(Stored data)
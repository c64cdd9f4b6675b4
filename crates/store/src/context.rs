//! Write transactions over the page store.

use std::{
    cell::RefCell,
    collections::HashMap,
    ops::Range,
    sync::Arc,
    time::{SystemTime, UNIX_EPOCH},
};

use crate::{
    backend::StorageBackend,
    error::{Error, PageId, Result},
    page::Page,
    store::{CachedObject, PageSource, PageStore},
};

/// One logical write transaction.
///
/// Pages created here get provisional ids `page_count + n` that are exactly
/// the ids the commit assigns, so structures built during the transaction can
/// reference each other before anything is durable. Reads of those ids are
/// served from the context's buffer; all other reads go to the store.
///
/// Contexts are only handed out by [`PageStore::update`], which holds the
/// writer lock for the context's entire lifetime.
pub struct UpdateContext<'a, B: StorageBackend> {
    store: &'a PageStore<B>,
    /// First id this context allocates.
    base: PageId,
    /// Buffered pages in creation order.
    created: Vec<Arc<[u8]>>,
    /// Decoded objects for buffered pages. Kept apart from the shared cache
    /// until commit.
    objects: RefCell<HashMap<PageId, CachedObject>>,
    /// Timestamp stamped into structured pages created by this context.
    timestamp: u64,
}

impl<'a, B: StorageBackend> UpdateContext<'a, B> {
    pub(crate) fn new(store: &'a PageStore<B>) -> Self {
        let timestamp =
            SystemTime::now().duration_since(UNIX_EPOCH).map(|d| d.as_secs()).unwrap_or_default();
        Self {
            base: store.page_count(),
            store,
            created: Vec::new(),
            objects: RefCell::new(HashMap::new()),
            timestamp,
        }
    }

    /// Returns read access to the committed state of the store.
    ///
    /// Only the read side is exposed: the context already holds the writer
    /// lock, so a nested [`PageStore::update`] would never acquire it.
    pub fn store(&self) -> &'a dyn PageSource {
        self.store
    }

    /// Returns the id the next [`create_page`](Self::create_page) call will return.
    pub fn next_page_id(&self) -> PageId {
        self.base + self.created.len() as PageId
    }

    /// Returns the ids created so far.
    pub fn created_page_ids(&self) -> Range<PageId> {
        self.base..self.next_page_id()
    }

    /// Returns the number of pages created so far.
    pub fn created_len(&self) -> usize {
        self.created.len()
    }

    /// Seconds since the Unix epoch when this context was opened.
    pub fn timestamp(&self) -> u64 {
        self.timestamp
    }

    /// Buffers a new page and returns its id.
    ///
    /// Buffers shorter than a page are zero-padded.
    ///
    /// # Errors
    ///
    /// Returns [`Error::CapacityExceeded`] if `data` is longer than a page.
    pub fn create_page(&mut self, data: impl Into<Vec<u8>>) -> Result<PageId> {
        let page_size = self.store.page_size();
        let mut data = data.into();
        if data.len() > page_size {
            return Err(Error::CapacityExceeded { needed: data.len(), available: page_size });
        }
        data.resize(page_size, 0);

        let page_id = self.next_page_id();
        self.created.push(data.into());
        Ok(page_id)
    }

    fn is_created(&self, page_id: PageId) -> bool {
        self.created_page_ids().contains(&page_id)
    }

    pub(crate) fn into_parts(self) -> (PageId, Vec<Arc<[u8]>>, HashMap<PageId, CachedObject>) {
        (self.base, self.created, self.objects.into_inner())
    }
}

impl<B: StorageBackend> PageSource for UpdateContext<'_, B> {
    fn page_size(&self) -> usize {
        self.store.page_size()
    }

    fn page_count(&self) -> u64 {
        self.next_page_id()
    }

    fn read_page(&self, page_id: PageId) -> Result<Page> {
        if self.is_created(page_id) {
            let data = Arc::clone(&self.created[(page_id - self.base) as usize]);
            return Ok(Page::pending(page_id, data));
        }
        if page_id >= self.base {
            return Err(Error::OutOfRange { page_id, page_count: self.next_page_id() });
        }
        self.store.read_page(page_id)
    }

    fn cached_object(&self, page_id: PageId) -> Option<CachedObject> {
        if page_id >= self.base {
            return self.objects.borrow().get(&page_id).cloned();
        }
        self.store.cached_object(page_id)
    }

    fn cache_object(&self, page_id: PageId, object: CachedObject) {
        if self.is_created(page_id) {
            self.objects.borrow_mut().insert(page_id, object);
        } else if page_id < self.base {
            self.store.cache_object(page_id, object);
        }
    }
}

#[cfg(test)]
#[allow(clippy::unwrap_used)]
mod tests {
    use super::*;
    use crate::{backend::InMemoryBackend, config::StoreConfig};

    fn store() -> PageStore<InMemoryBackend> {
        PageStore::in_memory(StoreConfig::builder().page_size(64).build().unwrap()).unwrap()
    }

    #[test]
    fn test_provisional_ids_continue_from_page_count() {
        let store = store();
        store.update(|ctx| ctx.create_page(vec![1u8; 64]).map(|_| true)).unwrap();

        store
            .update(|ctx| {
                assert_eq!(ctx.next_page_id(), 1);
                assert_eq!(ctx.create_page(vec![2u8; 64])?, 1);
                assert_eq!(ctx.create_page(vec![3u8; 64])?, 2);
                assert_eq!(ctx.created_page_ids(), 1..3);
                assert_eq!(ctx.page_count(), 3);
                Ok(true)
            })
            .unwrap();

        assert_eq!(store.read_page(2).unwrap().data[0], 3);
    }

    #[test]
    fn test_reads_see_own_pages_and_committed_pages() {
        let store = store();
        store.update(|ctx| ctx.create_page(vec![7u8; 64]).map(|_| true)).unwrap();

        store
            .update(|ctx| {
                let id = ctx.create_page(vec![8u8; 64])?;
                let own = ctx.read_page(id)?;
                assert!(!own.committed);
                assert_eq!(own.data[0], 8);

                let old = ctx.read_page(0)?;
                assert!(old.committed);
                assert_eq!(old.data[0], 7);

                assert!(matches!(ctx.read_page(id + 1), Err(Error::OutOfRange { .. })));
                // Uncommitted pages are invisible to the store itself.
                assert!(matches!(ctx.store().read_page(id), Err(Error::OutOfRange { .. })));
                Ok(false)
            })
            .unwrap();
    }

    #[test]
    fn test_store_view_reports_committed_page_count() {
        let store = store();
        store.update(|ctx| ctx.create_page(vec![1u8; 64]).map(|_| true)).unwrap();

        store
            .update(|ctx| {
                ctx.create_page(vec![2u8; 64])?;
                ctx.create_page(vec![3u8; 64])?;
                assert_eq!(ctx.store().page_count(), 1);
                assert_eq!(ctx.store().page_size(), 64);
                assert_eq!(ctx.page_count(), 3);
                assert_eq!(ctx.store().read_page(0)?.data[0], 1);
                Ok(false)
            })
            .unwrap();
    }

    #[test]
    fn test_objects_stay_local_until_commit() {
        let store = store();

        store
            .update(|ctx| {
                let id = ctx.create_page(vec![0u8; 64])?;
                ctx.cache_object(id, Arc::new(42u32));
                assert!(ctx.cached_object(id).is_some());
                assert!(ctx.store().cached_object(id).is_none());
                Ok(false)
            })
            .unwrap();
        assert!(store.cached_object(0).is_none(), "aborted objects must not leak");

        store
            .update(|ctx| {
                let id = ctx.create_page(vec![0u8; 64])?;
                ctx.cache_object(id, Arc::new(43u32));
                Ok(true)
            })
            .unwrap();
        let object = store.cached_object(0).unwrap();
        assert_eq!(*object.downcast::<u32>().unwrap(), 43);
    }

    #[test]
    fn test_create_page_rejects_oversize() {
        let store = store();
        store
            .update(|ctx| {
                let err = ctx.create_page(vec![0u8; 100]).unwrap_err();
                assert!(matches!(err, Error::CapacityExceeded { needed: 100, available: 64 }));
                assert_eq!(ctx.created_len(), 0);
                Ok(true)
            })
            .unwrap();
        assert_eq!(store.page_count(), 0);
    }

    #[test]
    fn test_timestamp_is_set() {
        let store = store();
        store
            .update(|ctx| {
                assert!(ctx.timestamp() > 0);
                Ok(false)
            })
            .unwrap();
    }
}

**What the exercise asks:** In the records, which lines use the word "HashMap"? Report them.

**Task answer:**
    collections::HashMap,
    objects: RefCell<HashMap<PageId, CachedObject>>,
            objects: RefCell::new(HashMap::new()),
    pub(crate) fn into_parts(self) -> (PageId, Vec<Arc<[u8]>>, HashMap<PageId, CachedObject>) {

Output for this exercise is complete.